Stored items
BEGIN

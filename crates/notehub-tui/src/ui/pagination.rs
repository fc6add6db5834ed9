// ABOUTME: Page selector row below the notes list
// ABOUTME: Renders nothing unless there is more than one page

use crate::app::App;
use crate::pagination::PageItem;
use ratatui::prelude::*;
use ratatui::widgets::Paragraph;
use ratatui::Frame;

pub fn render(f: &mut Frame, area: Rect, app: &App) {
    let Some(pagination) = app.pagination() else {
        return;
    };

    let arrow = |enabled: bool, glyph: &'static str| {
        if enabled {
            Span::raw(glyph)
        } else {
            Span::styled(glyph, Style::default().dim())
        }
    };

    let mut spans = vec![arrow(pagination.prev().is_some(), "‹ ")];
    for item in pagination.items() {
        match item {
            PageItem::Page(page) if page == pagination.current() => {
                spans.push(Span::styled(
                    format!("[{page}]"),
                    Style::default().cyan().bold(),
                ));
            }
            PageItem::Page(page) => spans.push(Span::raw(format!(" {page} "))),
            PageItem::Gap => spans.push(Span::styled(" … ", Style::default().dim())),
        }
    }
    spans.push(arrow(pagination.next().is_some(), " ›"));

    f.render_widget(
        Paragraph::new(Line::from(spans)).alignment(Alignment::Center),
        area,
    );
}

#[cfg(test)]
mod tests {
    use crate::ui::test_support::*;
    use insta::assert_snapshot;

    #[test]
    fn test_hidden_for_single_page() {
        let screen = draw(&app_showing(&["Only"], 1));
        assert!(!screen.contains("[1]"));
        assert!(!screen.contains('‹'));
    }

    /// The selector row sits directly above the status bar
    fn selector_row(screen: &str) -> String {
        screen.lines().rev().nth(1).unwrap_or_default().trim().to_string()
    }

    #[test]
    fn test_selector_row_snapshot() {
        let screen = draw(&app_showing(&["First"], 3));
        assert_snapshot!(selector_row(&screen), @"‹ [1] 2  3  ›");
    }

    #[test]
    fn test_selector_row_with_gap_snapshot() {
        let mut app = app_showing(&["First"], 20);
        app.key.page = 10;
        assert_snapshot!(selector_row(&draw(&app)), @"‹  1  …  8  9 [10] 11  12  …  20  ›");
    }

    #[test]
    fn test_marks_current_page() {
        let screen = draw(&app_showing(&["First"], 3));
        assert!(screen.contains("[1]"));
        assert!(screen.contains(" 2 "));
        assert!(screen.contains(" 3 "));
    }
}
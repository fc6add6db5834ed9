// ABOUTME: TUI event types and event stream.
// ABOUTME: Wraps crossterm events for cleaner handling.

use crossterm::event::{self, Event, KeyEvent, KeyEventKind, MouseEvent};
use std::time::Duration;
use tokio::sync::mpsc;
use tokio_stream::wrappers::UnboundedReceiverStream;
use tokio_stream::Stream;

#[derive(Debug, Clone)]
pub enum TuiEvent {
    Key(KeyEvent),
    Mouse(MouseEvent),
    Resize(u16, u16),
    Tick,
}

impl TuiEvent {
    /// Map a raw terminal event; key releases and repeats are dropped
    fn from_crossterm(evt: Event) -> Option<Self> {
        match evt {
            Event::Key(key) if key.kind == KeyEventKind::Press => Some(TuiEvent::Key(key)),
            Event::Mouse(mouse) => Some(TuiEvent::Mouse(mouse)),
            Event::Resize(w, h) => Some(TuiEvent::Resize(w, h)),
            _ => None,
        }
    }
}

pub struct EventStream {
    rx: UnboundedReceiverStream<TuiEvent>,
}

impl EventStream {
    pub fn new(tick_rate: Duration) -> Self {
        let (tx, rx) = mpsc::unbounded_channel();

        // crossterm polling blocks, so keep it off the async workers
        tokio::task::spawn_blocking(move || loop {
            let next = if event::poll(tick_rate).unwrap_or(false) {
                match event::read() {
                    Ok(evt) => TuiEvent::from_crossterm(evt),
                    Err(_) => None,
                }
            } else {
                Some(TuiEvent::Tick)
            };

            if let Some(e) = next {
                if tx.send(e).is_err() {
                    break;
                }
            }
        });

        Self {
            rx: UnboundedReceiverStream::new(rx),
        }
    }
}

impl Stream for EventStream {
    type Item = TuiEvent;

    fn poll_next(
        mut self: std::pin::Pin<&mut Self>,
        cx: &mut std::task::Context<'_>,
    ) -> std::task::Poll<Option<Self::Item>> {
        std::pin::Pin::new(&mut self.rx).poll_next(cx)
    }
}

END

_What is expected_.
Check every line of the entries for the string "styled". Give only the number of lines that hold it.

_Result_.
3